Peter McAdams (April 21, 1834 – September 29, 1926) was an Irish American soldier who fought in the American Civil War. He emigrated to America at the age of 14 and worked initially as a shoemaker. Upon the outbreak of the Civil War, he enlisted in the Union Army. McAdams fought with the 98th Pennsylvania Infantry at the Battles of Williamsburg and Fredericksburg. He received a promotion to sergeant for his action in rescuing a wounded comrade at the Battle of Salem Church on May 3, 1863. McAdams was later commissioned as an officer and fought in this role at the Battle of Cold Harbor. He was seriously injured and left the army after the war. McAdams was awarded the Medal of Honor on April 1, 1898.

==Biography==
McAdams was born in Armagh, Ireland on April 21, 1834. He and his sister emigrated to the United States in 1848 when he was fourteen; they settled in Manayunk, Pennsylvania. McAdams first found work as a shoemaker, but after the Battle of Fort Sumter, he enlisted into the 21st Pennsylvania Infantry. However, the regiment was disbanded before McAdams could participate in any fighting.

He later enlisted into the 98th Pennsylvania Infantry with many of his former comrades from the 21st Pennsylvania Infantry. He participated in several battles, including the Battle of Williamsburg and the Battle of Fredericksburg. During the Battle of Salem Church, his regiment was forced back to a defensive position in a field, leaving many wounded soldiers behind. Among the injured, McAdams spotted one of his comrades and closest friends, Private Charles Smith. After receiving permission from his commanding officer, McAdams rushed over to Smith's position, placed him on his back, and ran 250 yd back to his company while under fire. Smith later died from his wounds, which included a gun shot wound to the head. McAdams received a promotion to sergeant for his heroic rescue.

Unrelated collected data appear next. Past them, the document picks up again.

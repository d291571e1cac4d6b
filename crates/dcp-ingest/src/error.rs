//! Error types for the ingestion manager
//!
//! Two layers of errors exist. [`crate::db::DbError`] is internal: transient
//! aborts and unique-constraint violations are consumed by the retry loops in
//! the record store and never reach callers. [`IngestError`] is what escapes
//! the coordinator; a `Db` variant there is by definition permanent.

use std::time::Duration;
use thiserror::Error;

use crate::db::DbError;

/// Result alias for ingestion operations.
pub type Result<T> = std::result::Result<T, IngestError>;

/// Errors surfaced by the ingestion manager.
#[derive(Error, Debug)]
pub enum IngestError {
    /// A downstream service (or a connector that talks to one) is
    /// unavailable. The caller should reschedule the document rather than
    /// fail it; `retry_after` is the suggested delay before retrying.
    #[error("service interruption: {message}")]
    ServiceInterruption {
        message: String,
        retry_after: Duration,
    },

    /// The document data stream failed while being read.
    #[error("document stream failed: {0}")]
    Io(#[from] std::io::Error),

    /// A database failure that survived the internal retry loops.
    #[error(transparent)]
    Db(#[from] DbError),

    /// The lock manager failed to acquire or release a named lock.
    #[error("lock manager failure: {0}")]
    Lock(String),
}

impl IngestError {
    /// A service interruption with no suggested backoff: retry as soon as
    /// the caller gets around to it. Used when a connector is not installed.
    pub fn interruption(message: impl Into<String>) -> Self {
        IngestError::ServiceInterruption {
            message: message.into(),
            retry_after: Duration::ZERO,
        }
    }

    /// A service interruption with a retry-after hint.
    pub fn interruption_after(message: impl Into<String>, retry_after: Duration) -> Self {
        IngestError::ServiceInterruption {
            message: message.into(),
            retry_after,
        }
    }

    pub fn is_service_interruption(&self) -> bool {
        matches!(self, IngestError::ServiceInterruption { .. })
    }
}

#[cfg(test)]
mod tests {
    use super::*;

    #[test]
    fn test_interruption_has_zero_backoff() {
        let err = IngestError::interruption("connector not installed");
        match err {
            IngestError::ServiceInterruption { retry_after, .. } => {
                assert_eq!(retry_after, Duration::ZERO);
            },
            other => panic!("unexpected error: {other}"),
        }
    }

    #[test]
    fn test_is_service_interruption() {
        assert!(IngestError::interruption("x").is_service_interruption());
        assert!(!IngestError::Lock("x".into()).is_service_interruption());
    }
}
//! Repository documents and fan-out duplication
//!
//! A [`Document`] is what a repository connector fetched: metadata fields
//! plus a binary body. The body is either an async stream (read once) or a
//! spooled byte buffer (cheaply cloneable). When a pipeline fan-out must hand
//! the same document to several sibling subtrees, a [`DocumentFactory`]
//! spools the stream a single time and then yields as many independent
//! byte-backed views as needed.

use bytes::Bytes;
use chrono::{DateTime, Utc};
use std::collections::HashMap;
use tokio::io::{AsyncRead, AsyncReadExt};

use crate::error::Result;

/// Binary content of a document.
pub enum DocumentBody {
    /// Fully buffered content; cloning is cheap and yields an independent view.
    Bytes(Bytes),
    /// Streaming content; may only be read once.
    Stream(Box<dyn AsyncRead + Send + Unpin>),
}

impl std::fmt::Debug for DocumentBody {
    fn fmt(&self, f: &mut std::fmt::Formatter<'_>) -> std::fmt::Result {
        match self {
            DocumentBody::Bytes(b) => write!(f, "DocumentBody::Bytes({} bytes)", b.len()),
            DocumentBody::Stream(_) => write!(f, "DocumentBody::Stream"),
        }
    }
}

/// A document flowing through the transformation/output pipeline.
#[derive(Debug)]
pub struct Document {
    pub mime_type: Option<String>,
    pub file_name: Option<String>,
    pub created: Option<DateTime<Utc>>,
    pub modified: Option<DateTime<Utc>>,
    /// Stamped by the coordinator when an ingest attempt starts.
    pub indexing_date: Option<DateTime<Utc>>,
    /// Named metadata fields; a field may carry several values.
    pub fields: HashMap<String, Vec<String>>,
    /// Declared body length in bytes.
    pub binary_length: u64,
    body: DocumentBody,
}

impl Document {
    /// Build a document over an already-buffered body.
    pub fn from_bytes(body: impl Into<Bytes>) -> Self {
        let body = body.into();
        Document {
            mime_type: None,
            file_name: None,
            created: None,
            modified: None,
            indexing_date: None,
            fields: HashMap::new(),
            binary_length: body.len() as u64,
            body: DocumentBody::Bytes(body),
        }
    }

    /// Build a document over a stream of `binary_length` bytes.
    pub fn from_stream(
        stream: Box<dyn AsyncRead + Send + Unpin>,
        binary_length: u64,
    ) -> Self {
        Document {
            mime_type: None,
            file_name: None,
            created: None,
            modified: None,
            indexing_date: None,
            fields: HashMap::new(),
            binary_length,
            body: DocumentBody::Stream(stream),
        }
    }

    pub fn with_mime_type(mut self, mime_type: impl Into<String>) -> Self {
        self.mime_type = Some(mime_type.into());
        self
    }

    pub fn with_file_name(mut self, file_name: impl Into<String>) -> Self {
        self.file_name = Some(file_name.into());
        self
    }

    pub fn with_field(mut self, name: impl Into<String>, values: Vec<String>) -> Self {
        self.fields.insert(name.into(), values);
        self
    }

    pub fn body(&self) -> &DocumentBody {
        &self.body
    }

    /// Consume the document and return its full body, reading the stream to
    /// the end if it was not already buffered.
    pub async fn into_body_bytes(self) -> Result<Bytes> {
        match self.body {
            DocumentBody::Bytes(b) => Ok(b),
            DocumentBody::Stream(mut stream) => {
                let mut buf = Vec::with_capacity(self.binary_length as usize);
                stream.read_to_end(&mut buf).await?;
                Ok(Bytes::from(buf))
            },
        }
    }
}

/// Produces independent copies of one underlying document.
///
/// Construction spools a streaming body into memory exactly once; every
/// [`DocumentFactory::document`] call afterwards is a cheap clone. A fan-out
/// with a single active child skips the factory entirely and passes the
/// original document through untouched.
pub struct DocumentFactory {
    mime_type: Option<String>,
    file_name: Option<String>,
    created: Option<DateTime<Utc>>,
    modified: Option<DateTime<Utc>>,
    indexing_date: Option<DateTime<Utc>>,
    fields: HashMap<String, Vec<String>>,
    body: Bytes,
}

impl DocumentFactory {
    pub async fn new(document: Document) -> Result<Self> {
        let mime_type = document.mime_type.clone();
        let file_name = document.file_name.clone();
        let created = document.created;
        let modified = document.modified;
        let indexing_date = document.indexing_date;
        let fields = document.fields.clone();
        let body = document.into_body_bytes().await?;
        Ok(DocumentFactory {
            mime_type,
            file_name,
            created,
            modified,
            indexing_date,
            fields,
            body,
        })
    }

    /// A fresh, fully independent view of the underlying document.
    pub fn document(&self) -> Document {
        Document {
            mime_type: self.mime_type.clone(),
            file_name: self.file_name.clone(),
            created: self.created,
            modified: self.modified,
            indexing_date: self.indexing_date,
            fields: self.fields.clone(),
            binary_length: self.body.len() as u64,
            body: DocumentBody::Bytes(self.body.clone()),
        }
    }
}
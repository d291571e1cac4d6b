//! DCP Common Library
//!
//! Shared utilities for the DCP (document crawl platform) workspace members:
//!
//! - **Logging**: centralized tracing bootstrap with env-based configuration
//! - **Hashing**: URI digest helpers used by the ingest-state schema
pub mod hash;
pub mod logging;
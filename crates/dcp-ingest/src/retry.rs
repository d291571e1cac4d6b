//! Backoff for transient database aborts
//!
//! Deadlock and serialization failures are retried without bound; the sleep
//! between attempts is randomized and grows exponentially to a cap so that
//! competing writers de-synchronize instead of starving each other.

use rand::Rng;
use std::time::Duration;

const BASE_MS: u64 = 50;
const MAX_SHIFT: u32 = 5;

/// Sleep before retry number `attempt` (0-based) of a transient failure.
pub(crate) async fn transient_backoff(attempt: u32) {
    let ceiling = BASE_MS << attempt.min(MAX_SHIFT);
    let jitter = rand::rng().random_range(0..ceiling);
    tokio::time::sleep(Duration::from_millis(ceiling + jitter)).await;
}
//! Declarative pipeline specifications
//!
//! Three layers, by composition. [`PipelineTopology`] is the stage tree
//! itself: parent pointers, stage kinds, connection names.
//! [`PipelineSpec`] adds the per-stage description fingerprints needed to
//! run checks and compute transformation versions.
//! [`PipelineSpecWithVersions`] adds the previously stored per-output
//! fingerprints, so reindex decisions need no database round trip.
//!
//! A malformed topology is a programmer error: construction panics rather
//! than returning a recoverable error.

use serde::{Deserialize, Serialize};

use crate::types::VersionContext;

/// What a stage does with documents that reach it.
#[derive(Debug, Clone, Copy, PartialEq, Eq, Hash, Serialize, Deserialize)]
pub enum StageKind {
    /// Rewrites or enriches the document and passes it on.
    Transformation,
    /// Delivers the document to a downstream index. Always a leaf.
    Output,
}

/// One stage of the pipeline tree.
#[derive(Debug, Clone, PartialEq, Eq, Hash, Serialize, Deserialize)]
pub struct StageDef {
    /// Index of the parent stage; `None` is the virtual root.
    pub parent: Option<usize>,
    pub kind: StageKind,
    /// Name of the transformation or output connection this stage runs.
    pub connection_name: String,
}

impl StageDef {
    pub fn transformation(parent: Option<usize>, connection_name: impl Into<String>) -> Self {
        StageDef {
            parent,
            kind: StageKind::Transformation,
            connection_name: connection_name.into(),
        }
    }

    pub fn output(parent: Option<usize>, connection_name: impl Into<String>) -> Self {
        StageDef {
            parent,
            kind: StageKind::Output,
            connection_name: connection_name.into(),
        }
    }
}

/// The stage tree of a pipeline.
#[derive(Debug, Clone, PartialEq, Eq, Hash)]
pub struct PipelineTopology {
    stages: Vec<StageDef>,
    root_children: Vec<usize>,
    children: Vec<Vec<usize>>,
    output_stages: Vec<usize>,
}

impl PipelineTopology {
    /// Build and validate a topology.
    ///
    /// Panics if a parent index is out of range, if following parent
    /// pointers does not terminate at the root, or if the leaf set is not
    /// exactly the set of output stages.
    pub fn new(stages: Vec<StageDef>) -> Self {
        let count = stages.len();
        let mut children: Vec<Vec<usize>> = vec![Vec::new(); count];
        let mut root_children = Vec::new();
        for (index, stage) in stages.iter().enumerate() {
            match stage.parent {
                None => root_children.push(index),
                Some(parent) => {
                    assert!(
                        parent < count,
                        "stage {index} names parent {parent}, but there are only {count} stages"
                    );
                    children[parent].push(index);
                },
            }
        }
        for (index, stage) in stages.iter().enumerate() {
            // Every stage must reach the root; a cycle would walk forever.
            let mut steps = 0;
            let mut current = index;
            while let Some(parent) = stages[current].parent {
                steps += 1;
                assert!(steps <= count, "stage {index} is part of a parent cycle");
                current = parent;
            }
            match stage.kind {
                StageKind::Output => assert!(
                    children[index].is_empty(),
                    "output stage {index} has children; outputs must be leaves"
                ),
                StageKind::Transformation => assert!(
                    !children[index].is_empty(),
                    "transformation stage {index} has no children"
                ),
            }
        }
        let output_stages = stages
            .iter()
            .enumerate()
            .filter(|(_, s)| s.kind == StageKind::Output)
            .map(|(i, _)| i)
            .collect();
        PipelineTopology {
            stages,
            root_children,
            children,
            output_stages,
        }
    }

    /// A pipeline with a single output stage and no transformations.
    pub fn single_output(output_connection: impl Into<String>) -> Self {
        Self::new(vec![StageDef::output(None, output_connection)])
    }

    pub fn stage_count(&self) -> usize {
        self.stages.len()
    }

    pub fn parent_of(&self, stage: usize) -> Option<usize> {
        self.stages[stage].parent
    }

    /// Children of a stage; `None` asks for the root's children.
    pub fn children_of(&self, parent: Option<usize>) -> &[usize] {
        match parent {
            None => &self.root_children,
            Some(stage) => &self.children[stage],
        }
    }

    pub fn is_output(&self, stage: usize) -> bool {
        self.stages[stage].kind == StageKind::Output
    }

    pub fn connection_name(&self, stage: usize) -> &str {
        &self.stages[stage].connection_name
    }

    pub fn output_stage_count(&self) -> usize {
        self.output_stages.len()
    }

    /// Stage index of the `index`-th output.
    pub fn output_stage(&self, index: usize) -> usize {
        self.output_stages[index]
    }

    /// Output connection names in output order (one entry per output stage).
    pub fn output_connection_names(&self) -> Vec<String> {
        self.output_stages
            .iter()
            .map(|&s| self.stages[s].connection_name.clone())
            .collect()
    }

    /// Distinct output connection names, in first-appearance order.
    pub fn unique_output_connection_names(&self) -> Vec<String> {
        let mut seen = std::collections::HashSet::new();
        self.output_connection_names()
            .into_iter()
            .filter(|n| seen.insert(n.clone()))
            .collect()
    }

    /// Distinct transformation connection names, in first-appearance order.
    pub fn transformation_connection_names(&self) -> Vec<String> {
        let mut seen = std::collections::HashSet::new();
        self.stages
            .iter()
            .filter(|s| s.kind == StageKind::Transformation)
            .map(|s| s.connection_name.clone())
            .filter(|n| seen.insert(n.clone()))
            .collect()
    }
}

/// Stored fingerprints for one output, as of the last successful delivery.
#[derive(Debug, Clone, Default, PartialEq, Eq, Serialize, Deserialize)]
pub struct StoredOutputVersions {
    /// `None` means this output has never been indexed (or its state was
    /// reset) and the document must be sent regardless of anything else.
    pub document_version: Option<String>,
    pub transformation_version: String,
    pub output_version: String,
    pub parameter_version: String,
    pub authority_name: String,
}

impl StoredOutputVersions {
    /// The state of an output that has never seen this document.
    pub fn never_indexed() -> Self {
        Self::default()
    }
}

/// A topology plus the per-stage description fingerprints.
#[derive(Debug, Clone, PartialEq, Eq)]
pub struct PipelineSpec {
    topology: PipelineTopology,
    descriptions: Vec<VersionContext>,
}

impl PipelineSpec {
    /// Panics unless there is exactly one description per stage.
    pub fn new(topology: PipelineTopology, descriptions: Vec<VersionContext>) -> Self {
        assert_eq!(
            topology.stage_count(),
            descriptions.len(),
            "one description per stage"
        );
        PipelineSpec {
            topology,
            descriptions,
        }
    }

    pub fn topology(&self) -> &PipelineTopology {
        &self.topology
    }

    pub fn description(&self, stage: usize) -> &VersionContext {
        &self.descriptions[stage]
    }
}

/// A described pipeline plus the stored per-output state.
#[derive(Debug, Clone, PartialEq, Eq)]
pub struct PipelineSpecWithVersions {
    spec: PipelineSpec,
    outputs: Vec<StoredOutputVersions>,
}

impl PipelineSpecWithVersions {
    /// Panics unless there is exactly one stored state per output stage.
    pub fn new(spec: PipelineSpec, outputs: Vec<StoredOutputVersions>) -> Self {
        assert_eq!(
            spec.topology().output_stage_count(),
            outputs.len(),
            "one stored state per output stage"
        );
        PipelineSpecWithVersions { spec, outputs }
    }

    pub fn spec(&self) -> &PipelineSpec {
        &self.spec
    }

    pub fn topology(&self) -> &PipelineTopology {
        self.spec.topology()
    }

    /// Stored state for the `index`-th output.
    pub fn stored(&self, index: usize) -> &StoredOutputVersions {
        &self.outputs[index]
    }
}

#[cfg(test)]
mod tests {
    use super::*;

    fn branching() -> PipelineTopology {
        // root -> tfm(0) -> out(1), out(2); root -> out(3)
        PipelineTopology::new(vec![
            StageDef::transformation(None, "extract"),
            StageDef::output(Some(0), "solr"),
            StageDef::output(Some(0), "elastic"),
            StageDef::output(None, "audit"),
        ])
    }

    #[test]
    fn test_topology_shape() {
        let topo = branching();
        assert_eq!(topo.stage_count(), 4);
        assert_eq!(topo.children_of(None), &[0, 3]);
        assert_eq!(topo.children_of(Some(0)), &[1, 2]);
        assert_eq!(topo.parent_of(1), Some(0));
        assert_eq!(topo.parent_of(0), None);
        assert_eq!(topo.output_stage_count(), 3);
        assert_eq!(topo.output_stage(0), 1);
        assert_eq!(topo.connection_name(2), "elastic");
        assert!(topo.is_output(3));
        assert!(!topo.is_output(0));
    }

    #[test]
    fn test_connection_name_extraction() {
        let topo = branching();
        assert_eq!(topo.output_connection_names(), vec!["solr", "elastic", "audit"]);
        assert_eq!(topo.transformation_connection_names(), vec!["extract"]);
    }

    #[test]
    fn test_unique_output_names_dedup() {
        let topo = PipelineTopology::new(vec![
            StageDef::transformation(None, "extract"),
            StageDef::output(Some(0), "solr"),
            StageDef::output(None, "solr"),
        ]);
        assert_eq!(topo.output_connection_names(), vec!["solr", "solr"]);
        assert_eq!(topo.unique_output_connection_names(), vec!["solr"]);
    }

    #[test]
    #[should_panic(expected = "parent cycle")]
    fn test_cycle_panics() {
        PipelineTopology::new(vec![
            StageDef::transformation(Some(1), "a"),
            StageDef::transformation(Some(0), "b"),
        ]);
    }

    #[test]
    #[should_panic(expected = "has no children")]
    fn test_childless_transformation_panics() {
        PipelineTopology::new(vec![StageDef::transformation(None, "a")]);
    }

    #[test]
    #[should_panic(expected = "only 1 stages")]
    fn test_dangling_parent_panics() {
        PipelineTopology::new(vec![StageDef::output(Some(7), "solr")]);
    }

    #[test]
    #[should_panic(expected = "one description per stage")]
    fn test_spec_arity_checked() {
        PipelineSpec::new(branching(), vec![VersionContext::new("only-one")]);
    }

    #[test]
    fn test_spec_with_versions_accessors() {
        let topo = PipelineTopology::single_output("solr");
        let spec = PipelineSpec::new(topo, vec![VersionContext::new("ov")]);
        let with_versions = PipelineSpecWithVersions::new(
            spec,
            vec![StoredOutputVersions {
                document_version: Some("v1".into()),
                ..StoredOutputVersions::default()
            }],
        );
        assert_eq!(with_versions.stored(0).document_version.as_deref(), Some("v1"));
        assert_eq!(with_versions.topology().output_stage_count(), 1);
    }
}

Sometime later, McAdams was promoted to second lieutenant and participated in the Battle of Cold Harbor. He was seriously injured and mustered out of the army on June 29, 1865. After the war, McAdams married Catherine Gill. The couple did not have any children. He was awarded the Medal of Honor on April 1, 1898. McAdams died on September 29, 1926, after suffering from pleurisy. He was buried at St. John the Baptist Cemetery in his hometown of Manayunk, Pennsylvania.

==Medal of Honor citation==

Citation: Went 250 yards in front of his regiment toward the position of the enemy and under fire brought within the lines a wounded and unconscious comrade.